(What is required)
Scan the data for "process" and copy the lines it appears in.

(Data supplied)
----------

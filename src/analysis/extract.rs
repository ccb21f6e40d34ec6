//! Numeric extraction from semi-structured text.
//!
//! Revenue and duration fields are free text ("$1.2M raised",
//! "about 18 months"). These helpers pull a comparable number out of them
//! and format averages back into readable strings. All of them are total:
//! unparseable input yields zero rather than an error.

use once_cell::sync::Lazy;
use regex::Regex;

// Upper-case suffixes bind to the number unconditionally ("$50MM", "$20Mraised");
// lower-case ones only when they end a word, so "$10 monthly" stays 10.
static CURRENCY_RE: Lazy<Regex> = Lazy::new(|| {
    Regex::new(r"\$(\d[\d,]*(?:\.\d+)?)(?:([KMB])|([kmb])\b)?").expect("valid currency pattern")
});

static DURATION_RE: Lazy<Regex> = Lazy::new(|| {
    Regex::new(r"(?i)(\d+(?:\.\d+)?)\s*(months?|years?)\b").expect("valid duration pattern")
});

/// Extract a dollar amount from text such as "$1.2M" or "$500K raised".
///
/// Returns 0.0 when no amount is present.
pub fn extract_currency(text: &str) -> f64 {
    let Some(caps) = CURRENCY_RE.captures(text) else {
        return 0.0;
    };

    let number: f64 = caps[1].replace(',', "").parse().unwrap_or(0.0);
    let suffix = caps.get(2).or_else(|| caps.get(3));
    let multiplier = match suffix.map(|m| m.as_str().to_ascii_uppercase()).as_deref() {
        Some("K") => 1_000.0,
        Some("M") => 1_000_000.0,
        Some("B") => 1_000_000_000.0,
        _ => 1.0,
    };

    number * multiplier
}

/// Extract a duration in months from text such as "18 months" or "2 years".
///
/// Returns 0.0 when no duration is present.
pub fn extract_months(text: &str) -> f64 {
    let Some(caps) = DURATION_RE.captures(text) else {
        return 0.0;
    };

    let number: f64 = caps[1].parse().unwrap_or(0.0);
    if caps[2].to_ascii_lowercase().starts_with("year") {
        number * 12.0
    } else {
        number
    }
}

/// Mean of the positive values, or `None` if there are none.
fn positive_mean(values: impl Iterator<Item = f64>) -> Option<f64> {
    let (sum, n) = values
        .filter(|v| *v > 0.0)
        .fold((0.0, 0usize), |(sum, n), v| (sum + v, n + 1));

    (n > 0).then(|| sum / n as f64)
}

/// Average revenue over a set of revenue strings, formatted.
///
/// Strings without an amount are ignored; if none has one the result is "$0".
pub fn average_revenue<S: AsRef<str>>(values: &[S]) -> String {
    positive_mean(values.iter().map(|v| extract_currency(v.as_ref())))
        .map(format_currency)
        .unwrap_or_else(|| "$0".to_string())
}

/// Average duration over a set of duration strings, formatted.
///
/// Strings without a duration are ignored; if none has one the result is
/// "0 months".
pub fn average_duration<S: AsRef<str>>(values: &[S]) -> String {
    positive_mean(values.iter().map(|v| extract_months(v.as_ref())))
        .map(format_months)
        .unwrap_or_else(|| "0 months".to_string())
}

/// Format a dollar amount as "$1.5M", "$500K" or "$10".
pub fn format_currency(amount: f64) -> String {
    if amount >= 1_000_000_000.0 {
        format!("${}B", one_decimal(amount / 1_000_000_000.0))
    } else if amount >= 1_000_000.0 {
        format!("${}M", one_decimal(amount / 1_000_000.0))
    } else if amount >= 1_000.0 {
        format!("${}K", one_decimal(amount / 1_000.0))
    } else {
        format!("${}", amount.round() as u64)
    }
}

/// Format a month count as "9 months" or, from a year up, "1.3 years".
pub fn format_months(months: f64) -> String {
    let rounded = months.round();
    if rounded >= 12.0 {
        let years = one_decimal(months / 12.0);
        if years == "1" {
            "1 year".to_string()
        } else {
            format!("{} years", years)
        }
    } else {
        match rounded as u64 {
            1 => "1 month".to_string(),
            n => format!("{} months", n),
        }
    }
}

fn one_decimal(value: f64) -> String {
    let s = format!("{:.1}", value);
    s.strip_suffix(".0").map(str::to_string).unwrap_or(s)
}
//! Report rendering.

pub mod generator;

pub use generator::*;
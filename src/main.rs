//! Graveyard - failure analytics for startup teardowns
//!
//! A CLI tool that loads a collection of startup failure case studies,
//! clusters their failure reasons and generates a trends report.
//!
//! Exit codes:
//!   0 - Success
//!   1 - Runtime error (unreadable input, API failure, bad config, etc.)
//!   2 - No records left after filtering and --fail-if-empty was set

mod analysis;
mod catalog;
mod cli;
mod config;
mod models;
mod report;
mod store;

use anyhow::{Context, Result};
use catalog::CatalogFilter;
use chrono::Utc;
use cli::{Args, OutputFormat};
use config::{Config, CONFIG_FILE_NAME};
use indicatif::{ProgressBar, ProgressStyle};
use models::{Report, ReportMetadata, TeardownRecord};
use std::time::{Duration, Instant};
use store::{FileStore, RecordStore, RestStore};
use tracing::{debug, error, info, warn};
use tracing_subscriber::FmtSubscriber;

#[tokio::main]
async fn main() -> Result<()> {
    // Parse command-line arguments
    let args = Args::parse_args();

    // Validate arguments
    if let Err(e) = args.validate() {
        eprintln!("Error: {}", e);
        std::process::exit(1);
    }

    // Handle --init-config early (no logging needed)
    if args.init_config {
        return handle_init_config();
    }

    // Initialize logging
    init_logging(&args);

    info!("Graveyard v{}", env!("CARGO_PKG_VERSION"));
    debug!("Arguments: {:?}", args);

    match run(args).await {
        Ok(exit_code) => {
            std::process::exit(exit_code);
        }
        Err(e) => {
            error!("Run failed: {:#}", e);
            eprintln!("\n❌ Error: {:#}", e);
            std::process::exit(1);
        }
    }
}

/// Handle --init-config: generate a default .graveyard.toml.
fn handle_init_config() -> Result<()> {
    let path = std::path::Path::new(CONFIG_FILE_NAME);

    if path.exists() {
        eprintln!("⚠️  {} already exists. Remove it first or edit it manually.", CONFIG_FILE_NAME);
        std::process::exit(1);
    }

    let content = Config::default_toml();
    std::fs::write(path, &content)
        .with_context(|| format!("Failed to write {}", CONFIG_FILE_NAME))?;

    println!("✅ Created {} with default settings.", CONFIG_FILE_NAME);
    println!("   Edit it to set the data API, counting mode and report options.");
    Ok(())
}

/// Initialize logging based on verbosity settings.
fn init_logging(args: &Args) {
    let level = args.log_level();

    let subscriber = FmtSubscriber::builder()
        .with_max_level(level)
        .with_writer(std::io::stderr)
        .with_target(false)
        .with_thread_ids(false)
        .with_file(false)
        .with_line_number(false)
        .compact()
        .finish();

    if let Err(e) = tracing::subscriber::set_global_default(subscriber) {
        eprintln!("Failed to set tracing subscriber: {}", e);
    }
}

/// Run the complete load, analyze and report workflow. Returns the exit code.
async fn run(args: Args) -> Result<i32> {
    let start_time = Instant::now();

    // Load configuration
    let mut config = load_config(&args)?;
    config.merge_with_args(&args);

    // Step 1: Build the record store
    let store = build_store(&args, &config)?;
    info!("Loading teardowns from {}", store.describe());

    if let Some(ref id) = args.show {
        let record = store
            .fetch_teardown(id)
            .await
            .with_context(|| format!("Failed to load teardown {}", id))?;
        println!("{}", serde_json::to_string_pretty(&record)?);
        return Ok(0);
    }

    // Step 2: Fetch records
    let records = fetch_records(store.as_ref(), args.remote && !args.quiet).await?;
    info!("Loaded {} teardowns", records.len());

    if args.list_tags {
        for tag in catalog::all_tags(&records) {
            println!("{}", tag);
        }
        return Ok(0);
    }

    // Step 3: Apply catalog filtering
    let filter = CatalogFilter {
        search: args.search.clone(),
        tag: args.tag.clone(),
    };
    let selected = catalog::select(&records, &filter, args.sort);
    if !filter.is_empty() {
        info!(
            "{} of {} teardowns match the filter",
            selected.len(),
            records.len()
        );
    }

    if selected.is_empty() {
        warn!("No teardowns to analyze");
        if args.fail_if_empty {
            eprintln!("\n⛔ No teardowns matched. Failing (exit code 2).");
            return Ok(2);
        }
    }

    // Step 4: Compute analytics
    let options = analysis::AnalysisOptions::from(&config.analysis);
    debug!("Analysis options: {:?}", options);
    let analytics = analysis::compute_analytics_with(&selected, &options);

    // Step 5: Build and render the report
    let report = Report {
        metadata: ReportMetadata {
            source: store.describe(),
            period: args
                .period
                .clone()
                .unwrap_or_else(|| Utc::now().format("%B %Y").to_string()),
            generated_at: Utc::now(),
            records_analyzed: selected.len(),
            records_total: records.len(),
        },
        analytics,
    };

    let output = match config.general.format {
        OutputFormat::Json => report::generate_json_report(&report)?,
        OutputFormat::Markdown => report::generate_markdown_report(&report, &config.report),
    };

    let destination = config.general.output.as_str();
    if destination == "-" {
        println!("{}", output);
        return Ok(0);
    }

    std::fs::write(destination, &output)
        .with_context(|| format!("Failed to write report to {}", destination))?;

    if !args.quiet {
        print_summary(&report, start_time.elapsed());
        println!("\n✅ Report saved to: {}", destination);
    }

    Ok(0)
}

/// Pick the record store for this run.
fn build_store(args: &Args, config: &Config) -> Result<Box<dyn RecordStore>> {
    if let Some(ref input) = args.input {
        return Ok(Box::new(FileStore::new(input)));
    }

    let rest = RestStore::from_config(&config.source)
        .context("Cannot use --remote; set [source] api_url and api_key")?;
    Ok(Box::new(rest))
}

/// Fetch all records, with a spinner for slow remote sources.
async fn fetch_records(store: &dyn RecordStore, show_progress: bool) -> Result<Vec<TeardownRecord>> {
    let spinner = show_progress.then(|| {
        let pb = ProgressBar::new_spinner();
        pb.set_style(
            ProgressStyle::default_spinner()
                .template("{spinner:.green} {msg}")
                .unwrap_or_else(|_| ProgressStyle::default_spinner()),
        );
        pb.set_message("Fetching teardowns...");
        pb.enable_steady_tick(Duration::from_millis(100));
        pb
    });

    let result = store.fetch_teardowns().await;

    if let Some(pb) = spinner {
        pb.finish_and_clear();
    }

    result.with_context(|| format!("Failed to load teardowns from {}", store.describe()))
}

/// Print a short console summary of the report.
fn print_summary(report: &Report, elapsed: Duration) {
    let analytics = &report.analytics;

    println!("\n📊 Analytics Summary:");
    println!(
        "   Teardowns analyzed: {} (of {})",
        report.metadata.records_analyzed, report.metadata.records_total
    );
    if let Some(top) = analytics.top_failure_reasons.first() {
        println!("   Top failure reason: {} ({}%)", top.reason, top.percentage);
    }
    println!("   Industries: {}", analytics.industry_breakdown.len());
    println!("   Funding ranges: {}", analytics.revenue_range_analysis.len());
    println!("   Duration: {:.2}s", elapsed.as_secs_f64());
}

/// Load configuration from file or use defaults.
fn load_config(args: &Args) -> Result<Config> {
    // Try explicit config path
    if let Some(ref config_path) = args.config {
        info!("Loading config from: {}", config_path.display());
        return Config::load(config_path);
    }

    // Try default location
    match Config::load_default() {
        Ok(Some(config)) => {
            info!("Loaded default config from {}", CONFIG_FILE_NAME);
            Ok(config)
        }
        Ok(None) => {
            debug!("No config file found, using defaults");
            Ok(Config::default())
        }
        Err(e) => {
            warn!("Failed to load config: {}", e);
            Ok(Config::default())
        }
    }
}
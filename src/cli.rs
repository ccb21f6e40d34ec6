//! Command-line interface argument parsing.
//!
//! This module handles all CLI argument parsing using clap,
//! including validation and default values.

use crate::analysis::ReasonCounting;
use crate::catalog::SortOrder;
use clap::Parser;
use serde::{Deserialize, Serialize};
use std::path::PathBuf;

/// Graveyard - failure analytics for startup teardowns
///
/// Load a collection of startup failure case studies, cluster their
/// failure reasons and produce a Markdown or JSON trends report.
///
/// Examples:
///   graveyard --input teardowns.json
///   graveyard --input data/ --tag saas --format json -o -
///   graveyard --remote --api-url https://project.supabase.co
///   graveyard --input teardowns.json --list-tags
///   graveyard --input data/ --show quibi
///   graveyard --init-config
#[derive(Parser, Debug, Clone)]
#[command(author, version, about, long_about = None)]
#[command(propagate_version = true)]
pub struct Args {
    /// JSON file or directory of JSON files holding teardown records
    #[arg(
        short,
        long,
        value_name = "PATH",
        required_unless_present_any = ["remote", "init_config"],
        conflicts_with = "remote"
    )]
    pub input: Option<PathBuf>,

    /// Fetch records from the hosted data API instead of local files
    #[arg(long)]
    pub remote: bool,

    /// Base URL of the hosted data API
    #[arg(long, value_name = "URL", env = "GRAVEYARD_API_URL")]
    pub api_url: Option<String>,

    /// API key for the hosted data API
    #[arg(long, value_name = "KEY", env = "GRAVEYARD_API_KEY", hide_env_values = true)]
    pub api_key: Option<String>,

    /// Output file path for the report ("-" writes to stdout)
    ///
    /// Defaults to the config value or graveyard_report.md
    #[arg(short, long, value_name = "FILE")]
    pub output: Option<PathBuf>,

    /// Output format (markdown, json)
    #[arg(long, value_name = "FORMAT")]
    pub format: Option<OutputFormat>,

    /// Only include records whose name, market or description contains TEXT
    #[arg(short, long, value_name = "TEXT")]
    pub search: Option<String>,

    /// Only include records carrying this exact tag
    #[arg(short, long, value_name = "TAG")]
    pub tag: Option<String>,

    /// Order of records before analysis (name, market, duration, newest)
    #[arg(long, value_name = "ORDER")]
    pub sort: Option<SortOrder>,

    /// How to count duplicate failure reasons within one record
    #[arg(long, value_name = "MODE")]
    pub counting: Option<CountingArg>,

    /// Print every distinct tag in the collection and exit
    #[arg(long)]
    pub list_tags: bool,

    /// Print a single teardown as JSON and exit
    #[arg(long, value_name = "ID", conflicts_with = "list_tags")]
    pub show: Option<String>,

    /// Report heading (overrides the config file)
    #[arg(long, value_name = "TEXT")]
    pub title: Option<String>,

    /// Period shown under the heading (default: current month and year)
    #[arg(long, value_name = "TEXT")]
    pub period: Option<String>,

    /// Path to configuration file
    ///
    /// If not specified, looks for .graveyard.toml in the current directory
    #[arg(short, long, value_name = "FILE")]
    pub config: Option<PathBuf>,

    /// Enable verbose logging output
    #[arg(short, long)]
    pub verbose: bool,

    /// Run in quiet mode (minimal output)
    #[arg(short, long)]
    pub quiet: bool,

    /// Exit with code 2 when no records remain after filtering
    #[arg(long)]
    pub fail_if_empty: bool,

    /// Generate a default .graveyard.toml configuration file
    #[arg(long)]
    pub init_config: bool,
}

/// Output format for the report.
#[derive(
    Debug, Clone, Copy, PartialEq, Eq, Default, Serialize, Deserialize, clap::ValueEnum,
)]
#[serde(rename_all = "lowercase")]
pub enum OutputFormat {
    /// Markdown format (default)
    #[default]
    Markdown,
    /// JSON format
    Json,
}

/// Reason counting mode for --counting.
#[derive(Debug, Clone, Copy, PartialEq, Eq, clap::ValueEnum)]
pub enum CountingArg {
    PerRecord,
    PerOccurrence,
}

impl From<CountingArg> for ReasonCounting {
    fn from(arg: CountingArg) -> Self {
        match arg {
            CountingArg::PerRecord => ReasonCounting::PerRecord,
            CountingArg::PerOccurrence => ReasonCounting::PerOccurrence,
        }
    }
}

impl Args {
    /// Parse command-line arguments.
    pub fn parse_args() -> Self {
        Self::parse()
    }

    /// Validate the parsed arguments.
    pub fn validate(&self) -> Result<(), String> {
        // Skip validation for --init-config
        if self.init_config {
            return Ok(());
        }

        if self.input.is_none() && !self.remote {
            return Err("Either --input or --remote is required".to_string());
        }

        // Validate input path if provided
        if let Some(ref input) = self.input {
            if !input.exists() {
                return Err(format!("Input path does not exist: {}", input.display()));
            }
        }

        // Validate API URL format
        if let Some(ref url) = self.api_url {
            if !url.starts_with("http://") && !url.starts_with("https://") {
                return Err("API URL must start with 'http://' or 'https://'".to_string());
            }
        }

        // Check for conflicting options
        if self.verbose && self.quiet {
            return Err("Cannot use both --verbose and --quiet".to_string());
        }

        if let Some(ref tag) = self.tag {
            if tag.trim().is_empty() {
                return Err("Tag filter must not be empty".to_string());
            }
        }

        Ok(())
    }

    /// Returns the log level based on verbosity settings.
    pub fn log_level(&self) -> tracing::Level {
        if self.quiet {
            tracing::Level::ERROR
        } else if self.verbose {
            tracing::Level::DEBUG
        } else {
            tracing::Level::INFO
        }
    }
}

----------

(Result of this exercise)
        std::process::exit(1);
            std::process::exit(exit_code);
            std::process::exit(1);
        std::process::exit(1);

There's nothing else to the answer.